**WORK INSTRUCTION**
Where "main" appears in a line of the entries below, that line should be copied.

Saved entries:
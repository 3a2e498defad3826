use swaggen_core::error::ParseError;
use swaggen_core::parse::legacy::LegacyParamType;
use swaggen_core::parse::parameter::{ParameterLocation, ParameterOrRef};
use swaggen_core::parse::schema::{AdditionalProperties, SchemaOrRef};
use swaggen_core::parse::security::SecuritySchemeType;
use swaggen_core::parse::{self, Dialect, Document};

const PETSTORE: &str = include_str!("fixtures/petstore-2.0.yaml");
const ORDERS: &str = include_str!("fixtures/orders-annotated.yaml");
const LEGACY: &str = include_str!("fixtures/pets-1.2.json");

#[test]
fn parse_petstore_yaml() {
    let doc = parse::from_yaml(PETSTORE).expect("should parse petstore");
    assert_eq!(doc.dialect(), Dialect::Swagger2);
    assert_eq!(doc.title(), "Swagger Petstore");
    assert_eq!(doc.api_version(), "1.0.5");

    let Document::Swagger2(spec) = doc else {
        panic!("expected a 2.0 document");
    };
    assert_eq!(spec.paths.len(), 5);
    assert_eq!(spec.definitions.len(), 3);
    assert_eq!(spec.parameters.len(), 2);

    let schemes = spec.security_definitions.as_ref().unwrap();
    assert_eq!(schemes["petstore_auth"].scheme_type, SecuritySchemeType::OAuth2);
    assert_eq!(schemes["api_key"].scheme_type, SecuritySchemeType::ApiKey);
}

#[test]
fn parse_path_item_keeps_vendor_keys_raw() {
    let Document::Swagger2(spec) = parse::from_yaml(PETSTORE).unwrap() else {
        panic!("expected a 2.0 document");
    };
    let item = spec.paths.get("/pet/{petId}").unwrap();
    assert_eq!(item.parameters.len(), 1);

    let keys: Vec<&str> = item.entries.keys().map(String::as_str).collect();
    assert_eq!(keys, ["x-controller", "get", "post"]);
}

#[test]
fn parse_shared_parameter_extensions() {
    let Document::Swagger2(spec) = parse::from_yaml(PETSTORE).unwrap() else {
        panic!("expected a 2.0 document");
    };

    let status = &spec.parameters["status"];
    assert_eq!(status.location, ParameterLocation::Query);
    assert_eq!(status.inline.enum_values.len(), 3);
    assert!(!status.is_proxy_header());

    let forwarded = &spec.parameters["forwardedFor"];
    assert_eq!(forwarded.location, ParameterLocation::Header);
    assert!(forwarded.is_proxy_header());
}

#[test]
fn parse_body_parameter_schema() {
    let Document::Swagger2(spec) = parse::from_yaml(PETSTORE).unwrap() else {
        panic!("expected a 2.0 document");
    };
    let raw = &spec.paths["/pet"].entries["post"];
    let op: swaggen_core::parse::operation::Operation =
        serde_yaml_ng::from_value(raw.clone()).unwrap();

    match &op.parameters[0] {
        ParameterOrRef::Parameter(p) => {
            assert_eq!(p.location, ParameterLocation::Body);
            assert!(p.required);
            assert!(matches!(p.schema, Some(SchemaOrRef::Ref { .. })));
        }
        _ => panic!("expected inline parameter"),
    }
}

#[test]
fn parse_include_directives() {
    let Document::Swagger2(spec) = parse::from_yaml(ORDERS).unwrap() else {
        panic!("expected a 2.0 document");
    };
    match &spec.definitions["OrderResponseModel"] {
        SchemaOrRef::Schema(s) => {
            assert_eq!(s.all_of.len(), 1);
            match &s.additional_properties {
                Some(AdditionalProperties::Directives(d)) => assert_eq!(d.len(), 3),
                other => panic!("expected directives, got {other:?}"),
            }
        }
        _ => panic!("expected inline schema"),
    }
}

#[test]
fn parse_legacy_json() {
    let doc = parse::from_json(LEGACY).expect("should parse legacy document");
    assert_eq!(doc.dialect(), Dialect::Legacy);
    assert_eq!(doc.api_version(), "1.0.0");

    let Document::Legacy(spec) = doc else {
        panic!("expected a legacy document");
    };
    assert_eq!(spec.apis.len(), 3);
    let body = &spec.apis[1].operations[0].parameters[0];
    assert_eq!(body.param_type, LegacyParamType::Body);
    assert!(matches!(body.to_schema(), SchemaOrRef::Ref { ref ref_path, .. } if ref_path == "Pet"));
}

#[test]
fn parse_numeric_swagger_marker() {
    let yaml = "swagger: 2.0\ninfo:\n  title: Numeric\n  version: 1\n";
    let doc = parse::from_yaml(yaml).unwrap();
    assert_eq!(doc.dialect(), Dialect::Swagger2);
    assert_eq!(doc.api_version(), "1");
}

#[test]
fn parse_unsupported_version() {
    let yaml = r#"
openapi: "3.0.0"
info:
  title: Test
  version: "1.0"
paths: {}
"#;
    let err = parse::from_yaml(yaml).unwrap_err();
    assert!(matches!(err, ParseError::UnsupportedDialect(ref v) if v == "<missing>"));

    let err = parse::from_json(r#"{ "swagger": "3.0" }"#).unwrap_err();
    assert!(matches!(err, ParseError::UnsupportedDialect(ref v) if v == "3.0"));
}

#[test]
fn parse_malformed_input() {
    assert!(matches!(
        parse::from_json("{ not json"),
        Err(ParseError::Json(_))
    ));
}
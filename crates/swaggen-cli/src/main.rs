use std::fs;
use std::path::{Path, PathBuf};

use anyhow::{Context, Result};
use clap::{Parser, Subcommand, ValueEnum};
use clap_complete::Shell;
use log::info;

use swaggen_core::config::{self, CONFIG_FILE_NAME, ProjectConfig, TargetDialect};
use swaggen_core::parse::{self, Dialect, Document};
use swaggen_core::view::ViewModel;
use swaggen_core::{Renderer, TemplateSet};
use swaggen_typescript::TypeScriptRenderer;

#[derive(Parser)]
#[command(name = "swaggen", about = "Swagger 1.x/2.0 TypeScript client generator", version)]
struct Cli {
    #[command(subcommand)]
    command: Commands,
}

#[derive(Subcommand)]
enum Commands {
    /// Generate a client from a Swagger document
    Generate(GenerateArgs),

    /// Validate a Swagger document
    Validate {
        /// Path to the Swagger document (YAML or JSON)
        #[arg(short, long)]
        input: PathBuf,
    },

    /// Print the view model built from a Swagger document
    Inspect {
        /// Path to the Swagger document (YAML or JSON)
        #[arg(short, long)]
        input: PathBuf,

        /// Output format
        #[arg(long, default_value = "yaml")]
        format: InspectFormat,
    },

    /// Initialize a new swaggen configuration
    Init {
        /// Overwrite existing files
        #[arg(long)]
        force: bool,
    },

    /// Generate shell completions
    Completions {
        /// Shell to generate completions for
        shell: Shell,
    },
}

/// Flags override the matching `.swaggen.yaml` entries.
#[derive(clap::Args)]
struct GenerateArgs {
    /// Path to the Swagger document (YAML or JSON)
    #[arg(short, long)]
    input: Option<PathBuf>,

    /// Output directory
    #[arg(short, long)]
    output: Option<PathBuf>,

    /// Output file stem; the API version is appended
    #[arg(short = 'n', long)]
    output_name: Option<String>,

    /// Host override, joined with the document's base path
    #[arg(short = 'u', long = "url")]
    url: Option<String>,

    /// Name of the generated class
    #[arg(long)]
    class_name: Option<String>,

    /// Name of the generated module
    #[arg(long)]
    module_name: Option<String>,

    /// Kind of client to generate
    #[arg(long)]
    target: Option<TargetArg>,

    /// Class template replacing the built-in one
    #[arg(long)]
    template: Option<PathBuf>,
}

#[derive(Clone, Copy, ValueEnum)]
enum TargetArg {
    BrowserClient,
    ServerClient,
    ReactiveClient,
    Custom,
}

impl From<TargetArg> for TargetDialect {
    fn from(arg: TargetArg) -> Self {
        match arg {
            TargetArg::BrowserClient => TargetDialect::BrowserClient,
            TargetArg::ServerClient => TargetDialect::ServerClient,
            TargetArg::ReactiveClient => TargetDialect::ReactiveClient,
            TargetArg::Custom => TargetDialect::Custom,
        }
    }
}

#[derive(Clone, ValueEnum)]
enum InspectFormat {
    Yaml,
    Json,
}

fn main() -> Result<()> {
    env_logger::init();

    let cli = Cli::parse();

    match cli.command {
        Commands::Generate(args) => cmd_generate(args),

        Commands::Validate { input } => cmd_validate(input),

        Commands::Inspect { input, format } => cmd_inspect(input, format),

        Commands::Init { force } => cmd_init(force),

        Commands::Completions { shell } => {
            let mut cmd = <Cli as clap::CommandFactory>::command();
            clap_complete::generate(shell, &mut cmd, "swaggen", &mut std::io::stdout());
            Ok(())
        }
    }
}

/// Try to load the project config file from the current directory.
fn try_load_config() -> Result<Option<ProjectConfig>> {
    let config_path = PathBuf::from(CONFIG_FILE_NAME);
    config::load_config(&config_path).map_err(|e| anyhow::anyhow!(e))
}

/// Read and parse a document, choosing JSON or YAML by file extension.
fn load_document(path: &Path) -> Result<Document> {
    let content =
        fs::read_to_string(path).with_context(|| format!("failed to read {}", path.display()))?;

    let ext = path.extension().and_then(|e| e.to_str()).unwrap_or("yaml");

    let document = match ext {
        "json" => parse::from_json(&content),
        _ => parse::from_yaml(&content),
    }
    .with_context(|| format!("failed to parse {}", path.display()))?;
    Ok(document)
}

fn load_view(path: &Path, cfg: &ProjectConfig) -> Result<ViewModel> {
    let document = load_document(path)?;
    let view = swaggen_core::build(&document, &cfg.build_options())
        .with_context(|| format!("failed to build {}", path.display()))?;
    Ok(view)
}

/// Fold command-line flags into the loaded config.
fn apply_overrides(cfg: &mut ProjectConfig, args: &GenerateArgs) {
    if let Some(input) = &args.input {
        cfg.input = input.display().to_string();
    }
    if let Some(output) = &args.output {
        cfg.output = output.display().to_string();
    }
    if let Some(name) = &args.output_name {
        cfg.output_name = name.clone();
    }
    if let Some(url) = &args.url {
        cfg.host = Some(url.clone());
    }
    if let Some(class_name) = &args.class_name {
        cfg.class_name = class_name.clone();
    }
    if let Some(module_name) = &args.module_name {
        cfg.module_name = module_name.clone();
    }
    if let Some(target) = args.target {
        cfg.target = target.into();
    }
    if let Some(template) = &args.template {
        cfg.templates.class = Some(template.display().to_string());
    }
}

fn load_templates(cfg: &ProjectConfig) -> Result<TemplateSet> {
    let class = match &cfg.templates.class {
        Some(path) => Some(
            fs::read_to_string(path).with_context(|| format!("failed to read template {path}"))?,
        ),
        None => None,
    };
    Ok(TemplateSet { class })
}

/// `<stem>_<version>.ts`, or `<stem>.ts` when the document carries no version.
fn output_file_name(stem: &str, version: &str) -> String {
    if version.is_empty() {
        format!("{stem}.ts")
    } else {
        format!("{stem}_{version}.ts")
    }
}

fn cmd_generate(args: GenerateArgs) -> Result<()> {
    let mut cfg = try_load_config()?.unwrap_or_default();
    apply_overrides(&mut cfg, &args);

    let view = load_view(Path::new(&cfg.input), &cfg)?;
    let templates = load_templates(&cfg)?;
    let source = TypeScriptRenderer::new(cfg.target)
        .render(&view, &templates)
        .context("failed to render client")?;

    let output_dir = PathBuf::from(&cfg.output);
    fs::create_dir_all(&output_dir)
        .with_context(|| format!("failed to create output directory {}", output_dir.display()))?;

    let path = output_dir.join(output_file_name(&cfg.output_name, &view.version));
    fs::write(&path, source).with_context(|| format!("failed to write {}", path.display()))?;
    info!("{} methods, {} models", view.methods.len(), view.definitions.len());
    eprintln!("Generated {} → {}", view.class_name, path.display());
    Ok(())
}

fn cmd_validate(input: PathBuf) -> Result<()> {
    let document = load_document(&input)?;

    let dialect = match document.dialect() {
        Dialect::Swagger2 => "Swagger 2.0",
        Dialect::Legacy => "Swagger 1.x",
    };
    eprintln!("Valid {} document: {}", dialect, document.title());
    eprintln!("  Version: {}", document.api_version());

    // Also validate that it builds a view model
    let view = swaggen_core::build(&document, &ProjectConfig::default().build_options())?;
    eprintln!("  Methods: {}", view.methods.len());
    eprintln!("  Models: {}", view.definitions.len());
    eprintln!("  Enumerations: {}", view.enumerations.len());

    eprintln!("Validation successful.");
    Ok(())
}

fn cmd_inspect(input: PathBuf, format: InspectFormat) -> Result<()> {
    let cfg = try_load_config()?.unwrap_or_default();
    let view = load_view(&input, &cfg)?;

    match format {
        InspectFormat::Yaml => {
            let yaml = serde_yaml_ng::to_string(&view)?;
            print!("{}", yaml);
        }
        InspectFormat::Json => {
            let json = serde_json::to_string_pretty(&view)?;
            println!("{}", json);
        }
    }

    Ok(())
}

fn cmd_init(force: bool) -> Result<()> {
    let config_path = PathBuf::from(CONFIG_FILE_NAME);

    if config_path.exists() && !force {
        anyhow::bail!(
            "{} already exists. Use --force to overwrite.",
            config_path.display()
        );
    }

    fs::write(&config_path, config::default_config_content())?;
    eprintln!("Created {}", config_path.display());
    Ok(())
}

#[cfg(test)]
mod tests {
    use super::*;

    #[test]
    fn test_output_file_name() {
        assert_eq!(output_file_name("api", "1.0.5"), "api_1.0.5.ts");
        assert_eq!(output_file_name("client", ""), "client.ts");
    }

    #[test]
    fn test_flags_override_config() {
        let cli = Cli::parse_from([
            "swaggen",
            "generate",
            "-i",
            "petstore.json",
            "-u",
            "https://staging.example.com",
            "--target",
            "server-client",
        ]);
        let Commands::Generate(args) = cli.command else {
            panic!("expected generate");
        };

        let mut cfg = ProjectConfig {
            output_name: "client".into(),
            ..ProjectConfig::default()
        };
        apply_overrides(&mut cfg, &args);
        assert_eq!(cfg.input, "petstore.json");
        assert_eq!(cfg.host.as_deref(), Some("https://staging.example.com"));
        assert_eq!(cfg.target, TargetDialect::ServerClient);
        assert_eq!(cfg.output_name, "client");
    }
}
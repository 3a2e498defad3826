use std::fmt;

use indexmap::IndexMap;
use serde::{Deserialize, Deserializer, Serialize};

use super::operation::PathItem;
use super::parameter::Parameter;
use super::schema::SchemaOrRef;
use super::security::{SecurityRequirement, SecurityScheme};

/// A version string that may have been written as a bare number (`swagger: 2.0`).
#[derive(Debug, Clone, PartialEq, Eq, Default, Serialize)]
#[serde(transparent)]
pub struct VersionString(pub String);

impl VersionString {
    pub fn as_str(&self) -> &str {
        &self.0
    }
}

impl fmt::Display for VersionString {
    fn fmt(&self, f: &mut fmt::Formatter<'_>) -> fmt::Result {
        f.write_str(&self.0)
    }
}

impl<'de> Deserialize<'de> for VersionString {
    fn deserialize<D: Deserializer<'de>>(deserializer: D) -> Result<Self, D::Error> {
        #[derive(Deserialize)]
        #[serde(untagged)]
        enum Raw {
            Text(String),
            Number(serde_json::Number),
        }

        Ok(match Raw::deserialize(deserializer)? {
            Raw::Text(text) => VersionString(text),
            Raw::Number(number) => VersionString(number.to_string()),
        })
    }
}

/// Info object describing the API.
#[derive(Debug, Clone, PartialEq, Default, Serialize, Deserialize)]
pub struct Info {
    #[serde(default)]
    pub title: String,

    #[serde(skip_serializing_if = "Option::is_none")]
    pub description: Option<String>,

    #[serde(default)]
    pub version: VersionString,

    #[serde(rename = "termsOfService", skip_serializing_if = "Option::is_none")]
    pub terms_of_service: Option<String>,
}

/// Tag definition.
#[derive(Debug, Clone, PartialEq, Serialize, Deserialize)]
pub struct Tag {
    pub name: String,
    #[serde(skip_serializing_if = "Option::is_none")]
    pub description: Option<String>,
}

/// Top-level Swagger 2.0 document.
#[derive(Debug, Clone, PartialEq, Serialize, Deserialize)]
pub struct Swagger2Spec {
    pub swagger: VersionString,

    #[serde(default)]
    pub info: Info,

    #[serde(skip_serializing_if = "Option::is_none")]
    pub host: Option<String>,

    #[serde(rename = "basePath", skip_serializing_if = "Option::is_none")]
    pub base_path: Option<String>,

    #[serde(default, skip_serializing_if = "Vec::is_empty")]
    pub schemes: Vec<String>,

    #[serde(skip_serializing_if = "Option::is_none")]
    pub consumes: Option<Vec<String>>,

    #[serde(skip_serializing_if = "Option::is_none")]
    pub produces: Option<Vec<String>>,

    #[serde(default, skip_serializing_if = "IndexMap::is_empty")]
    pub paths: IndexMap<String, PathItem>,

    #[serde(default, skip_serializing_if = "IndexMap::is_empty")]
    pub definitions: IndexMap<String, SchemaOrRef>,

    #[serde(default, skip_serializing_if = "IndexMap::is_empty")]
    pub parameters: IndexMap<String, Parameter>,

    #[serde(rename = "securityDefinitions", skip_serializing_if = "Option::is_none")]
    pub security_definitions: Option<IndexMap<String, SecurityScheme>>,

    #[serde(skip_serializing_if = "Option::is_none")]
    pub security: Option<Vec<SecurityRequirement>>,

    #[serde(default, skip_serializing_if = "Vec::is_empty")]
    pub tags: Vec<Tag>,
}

**WRITTEN ANSWER**
filename crates/swaggen-cli/src/main.rs
fn main() -> Result<()> {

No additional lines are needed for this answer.